In a huge first for aviation, the solar powered plane, Solar Impulse took off early Friday morning from Moffett Field in California to start the first leg of a pioneering cross-country flight. But it'll take some time -- the experimental plane is hoping to reach its final destination of New York's JFK airport in around two months. A typical trip on a non-stop fuel-filled plane would take a little over six hours.


With 12,000 solar cells built into the wings, the Swiss-made carbon-fiber aircraft is able to fly 24-hours a day. During the light hours, the solar panels are able to recharge the 881-pound lithium batteries in order to provide power to the plane at night.

Solar Impulse is currently on its way to its first stop at Sky Harbor airport in Phoenix. The plane will then hop between Dallas, St. Louis, Virginia and finally finishing up in New York. They predict that each leg of the trip will take 20 to 25 hours and pilots plan to stop for 10 days between each flight.

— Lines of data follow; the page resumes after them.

//! broker_common
//!
//! Canonical JSON serialization + SHA-256 hashing utilities shared by every
//! component that needs deterministic hashes: the audit hash chain, vault
//! storage keys, attachment refs, session token payloads.
//!
//! IMPORTANT: Do not "pretty print". Hashes are computed over canonical
//! bytes (sorted object keys, no whitespace).

use serde::Serialize;
use sha2::{Digest, Sha256};
use std::time::{SystemTime, UNIX_EPOCH};
use thiserror::Error;

#[derive(Debug, Error)]
pub enum CanonError {
    #[error("failed to serialize json: {0}")]
    Json(#[from] serde_json::Error),
}

/// Serialize to canonical JSON bytes: stable key ordering, no whitespace, UTF-8.
pub fn canonical_json_bytes<T: Serialize>(value: &T) -> Result<Vec<u8>, CanonError> {
    let v = serde_json::to_value(value)?;
    let sorted = sort_json_value(v);
    Ok(serde_json::to_vec(&sorted)?)
}

/// Return "sha256:<hex>" of canonical JSON bytes.
pub fn sha256_canonical_json<T: Serialize>(value: &T) -> Result<String, CanonError> {
    let bytes = canonical_json_bytes(value)?;
    Ok(sha256_bytes(&bytes))
}

/// Return "sha256:<hex>" of raw bytes.
pub fn sha256_bytes(bytes: &[u8]) -> String {
    let mut hasher = Sha256::new();
    hasher.update(bytes);
    let digest = hasher.finalize();
    format!("sha256:{}", hex::encode(digest))
}

fn sort_json_value(v: serde_json::Value) -> serde_json::Value {
    use serde_json::Value;
    match v {
        Value::Object(map) => {
            let mut entries: Vec<(String, Value)> = map.into_iter().collect();
            entries.sort_by(|a, b| a.0.cmp(&b.0));
            let mut out = serde_json::Map::new();
            for (k, v) in entries {
                out.insert(k, sort_json_value(v));
            }
            Value::Object(out)
        }
        Value::Array(arr) => Value::Array(arr.into_iter().map(sort_json_value).collect()),
        other => other,
    }
}

/// Constant-time byte comparison. Used anywhere a secret is compared against
/// attacker-controlled input (session tokens, proxy tokens, HMAC tags) so
/// that timing does not leak how many leading bytes matched.
pub fn constant_time_eq(a: &[u8], b: &[u8]) -> bool {
    use subtle::ConstantTimeEq;
    if a.len() != b.len() {
        // Still perform a dummy comparison of equal-length data so that the
        // length check itself doesn't dominate observable timing for the
        // common case of near-equal-length inputs.
        let probe_len = a.len().min(b.len());
        let _ = a[..probe_len].ct_eq(&b[..probe_len]);
        return false;
    }
    a.ct_eq(b).into()
}

/// Milliseconds since the Unix epoch, used for filenames and coarse timestamps.
pub fn now_unix_ms() -> u64 {
    SystemTime::now()
        .duration_since(UNIX_EPOCH)
        .unwrap_or_default()
        .as_millis() as u64
}

/// Seconds since the Unix epoch as a float, matching the `ts: f64` fields
/// used throughout the audit event schema.
pub fn now_unix_secs_f64() -> f64 {
    SystemTime::now()
        .duration_since(UNIX_EPOCH)
        .unwrap_or_default()
        .as_secs_f64()
}

/// Random lowercase hex string of `len` hex digits (`len/2` bytes), used for
/// attachment filenames and other unguessable-but-not-secret identifiers.
pub fn random_hex(len: usize) -> String {
    use rand::RngCore;
    let mut bytes = vec![0u8; len.div_ceil(2)];
    rand::thread_rng().fill_bytes(&mut bytes);
    let mut s = hex::encode(bytes);
    s.truncate(len);
    s
}

/// Random 256-bit token, base64url (no padding) encoded. Used for
/// unguessable identifiers such as `AttachmentRef.ref` where collision
/// probability must be negligible.
pub fn random_token_b64url() -> String {
    use base64::engine::general_purpose::URL_SAFE_NO_PAD;
    use base64::Engine;
    use rand::RngCore;
    let mut bytes = [0u8; 32];
    rand::thread_rng().fill_bytes(&mut bytes);
    URL_SAFE_NO_PAD.encode(bytes)
}

pub fn b64url_encode(bytes: &[u8]) -> String {
    use base64::engine::general_purpose::URL_SAFE_NO_PAD;
    use base64::Engine;
    URL_SAFE_NO_PAD.encode(bytes)
}

pub fn b64url_decode(s: &str) -> Option<Vec<u8>> {
    use base64::engine::general_purpose::URL_SAFE_NO_PAD;
    use base64::Engine;
    URL_SAFE_NO_PAD.decode(s).ok()
}

#[cfg(test)]
mod tests {
    use super::*;
    use serde::Serialize;

    #[derive(Serialize)]
    struct Obj {
        b: u32,
        a: u32,
    }

    #[test]
    fn canonical_hash_is_stable() {
        let x = Obj { b: 2, a: 1 };
        let y = Obj { a: 1, b: 2 };
        let hx = sha256_canonical_json(&x).unwrap();
        let hy = sha256_canonical_json(&y).unwrap();
        assert_eq!(hx, hy);
    }

    #[test]
    fn constant_time_eq_matches_eq_semantics() {
        assert!(constant_time_eq(b"abc", b"abc"));
        assert!(!constant_time_eq(b"abc", b"abd"));
        assert!(!constant_time_eq(b"abc", b"ab"));
    }

    #[test]
    fn random_token_is_url_safe_and_unique() {
        let a = random_token_b64url();
        let b = random_token_b64url();
        assert_ne!(a, b);
        assert!(a.chars().all(|c| c.is_ascii_alphanumeric() || c == '-' || c == '_'));
    }
}
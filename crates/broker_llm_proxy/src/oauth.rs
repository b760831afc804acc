//! Single-flight OAuth2 access-token refresh for component E.
//!
//! At most one HTTP POST to a given `(protocol, target)`'s refresh
//! endpoint is ever in flight process-wide (spec.md §4.E, §5, and the
//! testable property in §8). Concurrent callers that observe an expiring
//! token join the one in-flight refresh rather than each firing their own
//! request at the (single-use) refresh token.

use broker_vault::Credential;
use broker_vault_rpc::protocol::{Request as VaultRequest, Response as VaultResponse, ResponseOk};
use broker_vault_rpc::VaultRpcClient;
use futures::future::{FutureExt, Shared};
use std::collections::HashMap;
use std::future::Future;
use std::pin::Pin;
use std::time::Duration;
use thiserror::Error;
use tokio::sync::Mutex;

pub const DEFAULT_REFRESH_MARGIN: Duration = Duration::from_secs(5 * 60);
const DEFAULT_EXPIRES_IN_SECS: f64 = 3600.0;

#[derive(Debug, Error)]
pub enum OAuthError {
    #[error("no oauth2 credential configured for {0}")]
    NotFound(String),
    #[error("vault unavailable: {0}")]
    VaultUnavailable(String),
}

type RefreshOutcome = Result<String, String>;
type RefreshFuture = Shared<Pin<Box<dyn Future<Output = RefreshOutcome> + Send>>>;

/// Outcome of a `get_access_token` call, carrying enough detail for the
/// caller to emit an accurate `OAuthRefreshDetail` audit event.
#[derive(Debug, Clone)]
pub struct TokenOutcome {
    pub access_token: String,
    pub refreshed: bool,
    pub coalesced: bool,
    pub fell_back_expired: bool,
}

/// Process-wide refresh coalescer keyed by `"{protocol}:{target}"` — the
/// same key the vault uses for the underlying entry.
#[derive(Default)]
pub struct OAuthCoalescer {
    inflight: Mutex<HashMap<String, RefreshFuture>>,
}

impl OAuthCoalescer {
    pub fn new() -> Self {
        Self::default()
    }

    pub async fn is_inflight(&self, key: &str) -> bool {
        self.inflight.lock().await.contains_key(key)
    }

    /// Runs `do_refresh` for `key` unless a refresh for the same key is
    /// already in flight, in which case this call awaits that one
    /// instead of starting a second HTTP POST.
    pub async fn refresh_or_join<F, Fut>(&self, key: &str, do_refresh: F) -> RefreshOutcome
    where
        F: FnOnce() -> Fut,
        Fut: Future<Output = RefreshOutcome> + Send + 'static,
    {
        let mut guard = self.inflight.lock().await;
        if let Some(existing) = guard.get(key) {
            let fut = existing.clone();
            drop(guard);
            return fut.await;
        }
        let fut: RefreshFuture = do_refresh().boxed().shared();
        guard.insert(key.to_string(), fut.clone());
        drop(guard);

        let result = fut.await;
        self.inflight.lock().await.remove(key);
        result
    }
}

async fn fetch_oauth_entry(
    vault: &VaultRpcClient,
    protocol: &str,
    target: &str,
) -> Result<broker_vault::CredentialEntry, OAuthError> {
    match vault.call(VaultRequest::Get { protocol: protocol.to_string(), target: target.to_string() }).await {
        Ok(VaultResponse::Ok { body: ResponseOk::Get { entry: Some(entry) }, .. }) => Ok(entry),
        Ok(VaultResponse::Ok { body: ResponseOk::Get { entry: None }, .. }) => {
            Err(OAuthError::NotFound(format!("{protocol}:{target}")))
        }
        Ok(VaultResponse::Err { error, .. }) => Err(OAuthError::VaultUnavailable(error)),
        Ok(_) => Err(OAuthError::VaultUnavailable("unexpected vault response".into())),
        Err(e) => Err(OAuthError::VaultUnavailable(e.to_string())),
    }
}

#[derive(serde::Deserialize)]
struct RefreshResponseBody {
    access_token: String,
    #[serde(default)]
    refresh_token: Option<String>,
    #[serde(default)]
    expires_in: Option<f64>,
}

/// Performs the actual refresh-token grant POST and persists the result
/// back to the vault. This is the closure body handed to
/// `OAuthCoalescer::refresh_or_join` — it runs at most once per
/// coalesced group.
async fn perform_refresh(
    http: reqwest::Client,
    vault: VaultRpcClient,
    protocol: String,
    target: String,
) -> RefreshOutcome {
    let entry = fetch_oauth_entry(&vault, &protocol, &target)
        .await
        .map_err(|e| e.to_string())?;

    let (refresh_token, refresh_url, client_id, scopes) = match &entry.credential {
        Credential::OAuth2 { refresh_token, refresh_url, client_id, scopes, .. } => {
            (refresh_token.clone(), refresh_url.clone(), client_id.clone(), scopes.clone())
        }
        other => return Err(format!("{} is not an oauth2 credential", other.type_name())),
    };

    let form = [
        ("grant_type", "refresh_token"),
        ("refresh_token", refresh_token.as_str()),
        ("client_id", client_id.as_str()),
    ];
    let resp = http
        .post(&refresh_url)
        .form(&form)
        .timeout(Duration::from_secs(30))
        .send()
        .await
        .map_err(|e| format!("refresh request failed: {e}"))?;

    if !resp.status().is_success() {
        return Err(format!("refresh endpoint returned {}", resp.status().as_u16()));
    }

    let body: RefreshResponseBody =
        resp.json().await.map_err(|e| format!("refresh response parse failed: {e}"))?;

    let new_expires_at = broker_common::now_unix_secs_f64() + body.expires_in.unwrap_or(DEFAULT_EXPIRES_IN_SECS);
    let new_credential = Credential::OAuth2 {
        access_token: body.access_token.clone(),
        // The refresh token is single-use for many providers; if the
        // response omits a new one, keep the old one rather than
        // inventing a rotation that didn't happen.
        refresh_token: body.refresh_token.unwrap_or(refresh_token),
        expires_at: new_expires_at,
        scopes,
        refresh_url,
        client_id,
    };

    let store_req = VaultRequest::Store {
        protocol,
        target,
        credential: new_credential,
        label: entry.label,
        allowed_paths: entry.allowed_paths,
        rate_limit_per_minute: entry.rate_limit_per_minute,
        expires_at: entry.expires_at,
    };
    match vault.call(store_req).await {
        Ok(VaultResponse::Ok { .. }) => Ok(body.access_token),
        Ok(VaultResponse::Err { error, .. }) => Err(format!("failed to persist refreshed token: {error}")),
        _ => Err("failed to persist refreshed token".to_string()),
    }
}

/// Returns a usable access token for `(protocol, target)`, refreshing it
/// (through the single-flight coalescer) if it is within `margin` of
/// expiry. On refresh failure, falls back to the last known token and
/// reports `fell_back_expired = true` so the caller can log it and retry
/// on the next request (spec.md §7 "Recovery").
pub async fn get_access_token(
    vault: &VaultRpcClient,
    http: &reqwest::Client,
    coalescer: &OAuthCoalescer,
    protocol: &str,
    target: &str,
    margin: Duration,
) -> Result<TokenOutcome, OAuthError> {
    let entry = fetch_oauth_entry(vault, protocol, target).await?;
    let (access_token, expires_at) = match entry.credential {
        Credential::OAuth2 { access_token, expires_at, .. } => (access_token, expires_at),
        _ => return Err(OAuthError::NotFound(format!("{protocol}:{target}"))),
    };

    let now = broker_common::now_unix_secs_f64();
    if expires_at - now > margin.as_secs_f64() {
        return Ok(TokenOutcome { access_token, refreshed: false, coalesced: false, fell_back_expired: false });
    }

    let key = format!("{protocol}:{target}");
    let already_inflight = coalescer.is_inflight(&key).await;
    let http_owned = http.clone();
    let vault_owned = vault.clone();
    let protocol_owned = protocol.to_string();
    let target_owned = target.to_string();

    let result = coalescer
        .refresh_or_join(&key, move || perform_refresh(http_owned, vault_owned, protocol_owned, target_owned))
        .await;

    match result {
        Ok(new_token) => {
            Ok(TokenOutcome { access_token: new_token, refreshed: true, coalesced: already_inflight, fell_back_expired: false })
        }
        Err(_reason) => {
            Ok(TokenOutcome { access_token, refreshed: false, coalesced: already_inflight, fell_back_expired: true })
        }
    }
}

#[cfg(test)]
mod tests {
    use super::*;
    use std::sync::atomic::{AtomicUsize, Ordering};
    use std::sync::Arc;

    #[tokio::test]
    async fn concurrent_callers_join_a_single_refresh() {
        let coalescer = Arc::new(OAuthCoalescer::new());
        let call_count = Arc::new(AtomicUsize::new(0));

        let mut handles = Vec::new();
        for _ in 0..50 {
            let coalescer = coalescer.clone();
            let call_count = call_count.clone();
            handles.push(tokio::spawn(async move {
                coalescer
                    .refresh_or_join("oauth2:anthropic", move || {
                        let call_count = call_count.clone();
                        async move {
                            call_count.fetch_add(1, Ordering::SeqCst);
                            tokio::time::sleep(Duration::from_millis(20)).await;
                            Ok("new-access-token".to_string())
                        }
                    })
                    .await
            }));
        }

        let mut results = Vec::new();
        for h in handles {
            results.push(h.await.unwrap().unwrap());
        }

        assert_eq!(call_count.load(Ordering::SeqCst), 1);
        assert!(results.iter().all(|t| t == "new-access-token"));
    }

    #[tokio::test]
    async fn sequential_refreshes_after_completion_run_again() {
        let coalescer = OAuthCoalescer::new();
        let call_count = Arc::new(AtomicUsize::new(0));

        for _ in 0..3 {
            let call_count = call_count.clone();
            coalescer
                .refresh_or_join("oauth2:anthropic", move || async move {
                    call_count.fetch_add(1, Ordering::SeqCst);
                    Ok("token".to_string())
                })
                .await
                .unwrap();
        }

        assert_eq!(call_count.load(Ordering::SeqCst), 3);
    }
}
use std::net::SocketAddr;
use std::sync::Arc;

use broker_http_proxy::{config::Config, router, AppState};
use tracing_subscriber::EnvFilter;

#[tokio::main]
async fn main() -> anyhow::Result<()> {
    let _ = dotenvy::dotenv();
    tracing_subscriber::fmt().with_env_filter(EnvFilter::from_default_env()).init();

    let config = Config::from_env().map_err(|e| anyhow::anyhow!(e.to_string()))?;
    let audit_dir = std::env::var("AUDIT_LOG_DIR").unwrap_or_else(|_| "/var/log/broker".to_string());
    let bind = config.bind;

    let state = Arc::new(AppState::new(config, audit_dir));
    let app = router(state);

    tracing::info!(%bind, "broker-http-proxy listening");
    let listener = tokio::net::TcpListener::bind(bind).await?;
    axum::serve(listener, app.into_make_service_with_connect_info::<SocketAddr>()).await?;
    Ok(())
}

Even with its slow pace, the creators are on to something big and they do not plan to stop with this cross-country expedition. In 2015 the Solar Impulse is expected to make the first zero-fuel flight around the world.

"If we all challenged certitudes by driving change and being pioneers in our everyday lives, we can create innovative solutions for society's biggest challenges," Andre Borschberg, Solar Impulse co-founder, CEO and pilot said in a statement.